Cette responsabilité de l’Evêque implique également qu’il soit le garant de la communion. En sa personne se crée l’unité des trois tâches de l’Eglise en tant qu’il constitue une assurance et une absolue certitude de leur authenticité et de leur interdépendance. Elle fait de l’Evêque également le garant du dialogue qui doit exister au sein des organismes de charité qui se veulent d’une même appartenance chrétienne ou pour ceux qui oeuvrent dans son diocèse et qui proviennent d’autres réalités ecclésiales. La garantie de l’unité passe aussi par le droit de donner son consentement aux initiatives d’organismes catholiques et de veiller à ce que les activités réalisées se déploient conformément à la discipline ecclésiastique et par conséquent, la faculté d’accepter ou non un organisme caritatif sur son diocèse (cf art 13).

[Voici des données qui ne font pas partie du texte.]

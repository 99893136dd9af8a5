//! Per-chat message histograms.
//!
//! A histogram counts a chat's messages into time buckets (days, months or
//! years). Each bucket is identified by an integer key that increases by one
//! from one bucket to the next:
//!
//! | Unit | Key |
//! |------|-----|
//! | Day | days since 1970-01-01 |
//! | Month | `year * 12 + (month - 1)` |
//! | Year | calendar year |
//!
//! # Example
//!
//! ```
//! use chatgram::{Chat, Message};
//! use chatgram::config::HistogramConfig;
//! use chatgram::core::histogram::{BucketUnit, TimeUnit, build_series};
//! use chrono::NaiveDate;
//!
//! let day = |d| NaiveDate::from_ymd_opt(2024, 1, d).unwrap();
//! let chat = Chat::new("Team", vec![
//!     Message::new("A", "hi", day(1).and_hms_opt(9, 0, 0).unwrap()),
//!     Message::new("B", "yo", day(3).and_hms_opt(9, 0, 0).unwrap()),
//! ]);
//!
//! let config = HistogramConfig::new().with_unit(TimeUnit::Day);
//! let series = build_series(
//!     &chat,
//!     day(1).and_hms_opt(0, 0, 0).unwrap(),
//!     day(3).and_hms_opt(23, 59, 59).unwrap(),
//!     &config,
//! );
//!
//! assert_eq!(series.unit(), BucketUnit::Day);
//! assert_eq!(series.counts().collect::<Vec<_>>(), vec![1, 0, 1]);
//! ```

use std::collections::BTreeMap;
use std::fmt;
use std::str::FromStr;

use chrono::{Datelike, NaiveDate, NaiveDateTime};
use serde::{Deserialize, Serialize};

use crate::Chat;
use crate::config::HistogramConfig;
use crate::error::ChatgramError;

/// `NaiveDate::num_days_from_ce` of 1970-01-01.
const UNIX_EPOCH_DAYS_FROM_CE: i64 = 719_163;

/// Time unit requested by a caller.
#[derive(Debug, Clone, Copy, Default, PartialEq, Eq, Hash, Serialize, Deserialize)]
#[serde(rename_all = "lowercase")]
pub enum TimeUnit {
    /// Pick a unit from the width of the queried range.
    #[default]
    Automatic,
    Day,
    Month,
    Year,
}

impl TimeUnit {
    /// All units, in the order a picker would list them.
    pub const ALL: [TimeUnit; 4] = [
        TimeUnit::Automatic,
        TimeUnit::Day,
        TimeUnit::Month,
        TimeUnit::Year,
    ];

    /// The fixed bucket unit, or `None` for [`TimeUnit::Automatic`].
    pub fn bucket_unit(self) -> Option<BucketUnit> {
        match self {
            TimeUnit::Automatic => None,
            TimeUnit::Day => Some(BucketUnit::Day),
            TimeUnit::Month => Some(BucketUnit::Month),
            TimeUnit::Year => Some(BucketUnit::Year),
        }
    }
}

impl fmt::Display for TimeUnit {
    fn fmt(&self, f: &mut fmt::Formatter<'_>) -> fmt::Result {
        let label = match self {
            TimeUnit::Automatic => "Automatic",
            TimeUnit::Day => "Day",
            TimeUnit::Month => "Month",
            TimeUnit::Year => "Year",
        };
        f.write_str(label)
    }
}

impl FromStr for TimeUnit {
    type Err = ChatgramError;

    fn from_str(s: &str) -> Result<Self, Self::Err> {
        match s.to_lowercase().as_str() {
            "auto" | "automatic" => Ok(TimeUnit::Automatic),
            "day" => Ok(TimeUnit::Day),
            "month" => Ok(TimeUnit::Month),
            "year" => Ok(TimeUnit::Year),
            _ => Err(ChatgramError::invalid_format(
                "time unit",
                format!("'{s}' (expected automatic, day, month or year)"),
            )),
        }
    }
}

/// Unit a series is actually bucketed by.
#[derive(Debug, Clone, Copy, PartialEq, Eq, Hash, PartialOrd, Ord, Serialize, Deserialize)]
#[serde(rename_all = "lowercase")]
pub enum BucketUnit {
    Day,
    Month,
    Year,
}

impl BucketUnit {
    /// Lowercase name used in output files.
    pub fn as_str(self) -> &'static str {
        match self {
            BucketUnit::Day => "day",
            BucketUnit::Month => "month",
            BucketUnit::Year => "year",
        }
    }
}

impl fmt::Display for BucketUnit {
    fn fmt(&self, f: &mut fmt::Formatter<'_>) -> fmt::Result {
        let label = match self {
            BucketUnit::Day => "Day",
            BucketUnit::Month => "Month",
            BucketUnit::Year => "Year",
        };
        f.write_str(label)
    }
}

impl From<BucketUnit> for TimeUnit {
    fn from(unit: BucketUnit) -> Self {
        match unit {
            BucketUnit::Day => TimeUnit::Day,
            BucketUnit::Month => TimeUnit::Month,
            BucketUnit::Year => TimeUnit::Year,
        }
    }
}

/// Whether empty buckets are part of a series.
#[derive(Debug, Clone, Copy, Default, PartialEq, Eq, Hash, Serialize, Deserialize)]
#[serde(rename_all = "lowercase")]
pub enum FillMode {
    /// Every bucket between the range bounds, zero when nothing was sent.
    #[default]
    Dense,
    /// Only buckets with at least one message.
    Sparse,
}

/// One histogram bar.
#[derive(Debug, Clone, Copy, PartialEq, Eq, Hash, Serialize, Deserialize)]
pub struct Bucket {
    pub key: i64,
    pub count: u64,
}

/// Message counts of one chat, sorted by bucket key.
#[derive(Debug, Clone, PartialEq, Eq)]
pub struct HistogramSeries {
    name: String,
    unit: BucketUnit,
    buckets: Vec<Bucket>,
}

impl HistogramSeries {
    /// Name of the chat the series was built from.
    pub fn name(&self) -> &str {
        &self.name
    }

    pub fn unit(&self) -> BucketUnit {
        self.unit
    }

    pub fn buckets(&self) -> &[Bucket] {
        &self.buckets
    }

    /// Bucket counts in key order.
    pub fn counts(&self) -> impl Iterator<Item = u64> + '_ {
        self.buckets.iter().map(|b| b.count)
    }

    /// Sum of all bucket counts.
    pub fn total(&self) -> u64 {
        self.counts().sum()
    }

    pub fn len(&self) -> usize {
        self.buckets.len()
    }

    pub fn is_empty(&self) -> bool {
        self.buckets.is_empty()
    }

    /// First day covered by `bucket`.
    pub fn start_of(&self, bucket: &Bucket) -> Option<NaiveDate> {
        bucket_start(self.unit, bucket.key)
    }
}

// ============================================================================
// Bucketing
// ============================================================================

/// Resolves the configured unit for a range.
///
/// Fixed units are returned as-is. [`TimeUnit::Automatic`] looks at the
/// number of whole days between the bounds: below
/// [`day_limit`](HistogramConfig::day_limit) it buckets by day, below
/// [`month_limit`](HistogramConfig::month_limit) by month, otherwise by year.
pub fn effective_unit(
    config: &HistogramConfig,
    lower: NaiveDateTime,
    upper: NaiveDateTime,
) -> BucketUnit {
    if let Some(unit) = config.unit.bucket_unit() {
        return unit;
    }

    let span = upper.signed_duration_since(lower).num_days();
    if span < config.day_limit {
        BucketUnit::Day
    } else if span < config.month_limit {
        BucketUnit::Month
    } else {
        BucketUnit::Year
    }
}

/// Key of the bucket containing `timestamp`.
pub fn bucket_key(unit: BucketUnit, timestamp: NaiveDateTime) -> i64 {
    let date = timestamp.date();
    match unit {
        BucketUnit::Day => i64::from(date.num_days_from_ce()) - UNIX_EPOCH_DAYS_FROM_CE,
        BucketUnit::Month => i64::from(date.year()) * 12 + i64::from(date.month0()),
        BucketUnit::Year => i64::from(date.year()),
    }
}

/// First day of the bucket identified by `key`.
///
/// Returns `None` if the key lies outside chrono's supported date range.
pub fn bucket_start(unit: BucketUnit, key: i64) -> Option<NaiveDate> {
    match unit {
        BucketUnit::Day => {
            let days = i32::try_from(key + UNIX_EPOCH_DAYS_FROM_CE).ok()?;
            NaiveDate::from_num_days_from_ce_opt(days)
        }
        BucketUnit::Month => {
            let year = i32::try_from(key.div_euclid(12)).ok()?;
            let month = key.rem_euclid(12) as u32 + 1;
            NaiveDate::from_ymd_opt(year, month, 1)
        }
        BucketUnit::Year => NaiveDate::from_ymd_opt(i32::try_from(key).ok()?, 1, 1),
    }
}

/// Builds the histogram of `chat` between two inclusive bounds.
///
/// Only messages with `lower <= timestamp <= upper` are counted. The result
/// is empty when `lower > upper`.
pub fn build_series(
    chat: &Chat,
    lower: NaiveDateTime,
    upper: NaiveDateTime,
    config: &HistogramConfig,
) -> HistogramSeries {
    let unit = effective_unit(config, lower, upper);
    let mut series = HistogramSeries {
        name: chat.name().to_string(),
        unit,
        buckets: Vec::new(),
    };
    if lower > upper {
        return series;
    }

    let mut counts: BTreeMap<i64, u64> = BTreeMap::new();
    for msg in chat.iter().filter(|m| (lower..=upper).contains(&m.timestamp())) {
        *counts.entry(bucket_key(unit, msg.timestamp())).or_insert(0) += 1;
    }

    series.buckets = match config.fill {
        FillMode::Sparse => counts
            .into_iter()
            .map(|(key, count)| Bucket { key, count })
            .collect(),
        FillMode::Dense => (bucket_key(unit, lower)..=bucket_key(unit, upper))
            .map(|key| Bucket {
                key,
                count: counts.get(&key).copied().unwrap_or(0),
            })
            .collect(),
    };
    series
}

Il est clair que l’Evêque ne peut présider tout seul à ce service de la charité ; c’est pourquoi il est suggéré de créer un bureau « ad hoc » qui s’occupe, en son nom et sous son regard vigilant, du service à la charité. Ceci pourrait être le rôle d’une Caritas dont la spécificité tient, contrairement aux autres organismes issus d’associations laïques ou d’instituts religieux, à ce qu’elle représente l’organe officiel de l’Evêque pour la pastorale de la charité. Sa particularité consiste à exercer aussi une fonction pédagogique et de sensibilisation vis-à-vis de la communauté chrétienne. (cf art.9)

Toutefois il n’est pas réaliste ni opportun de limiter la pastorale de la charité de l’Eglise aux seules Caritas. Les organismes caritatifs, dans le monde mais également en Afrique, sont extrêmement nombreux et témoignent de la variété des charismes dans l’Eglise. La tâche de l’Evêque consiste à soutenir cette pluralité d’œuvres et non pas à les étouffer ou à les homologuer, en se souvenant que le devoir de coordination ne consiste pas à supprimer les différentes formes existantes mais à en être le serviteur (cf art 9,2), en suscitant entre elles une fraternelle et féconde collaboration (cf art 6). Cet aspect me semble particulièrement important car, grâce à Dieu, de nombreuses initiatives de charité voient le jour, mais souvent elles s’ignorent. L’Evêque devra donc promouvoir entre elles, mais aussi avec l’Eglise locale, cette communion et cette heureuse harmonie ecclésiale autour de sa Personne. Il est en effet le « Père de famille » qui doit maintenir vivants l’esprit évangélique et la communion ecclésiale de son diocèse.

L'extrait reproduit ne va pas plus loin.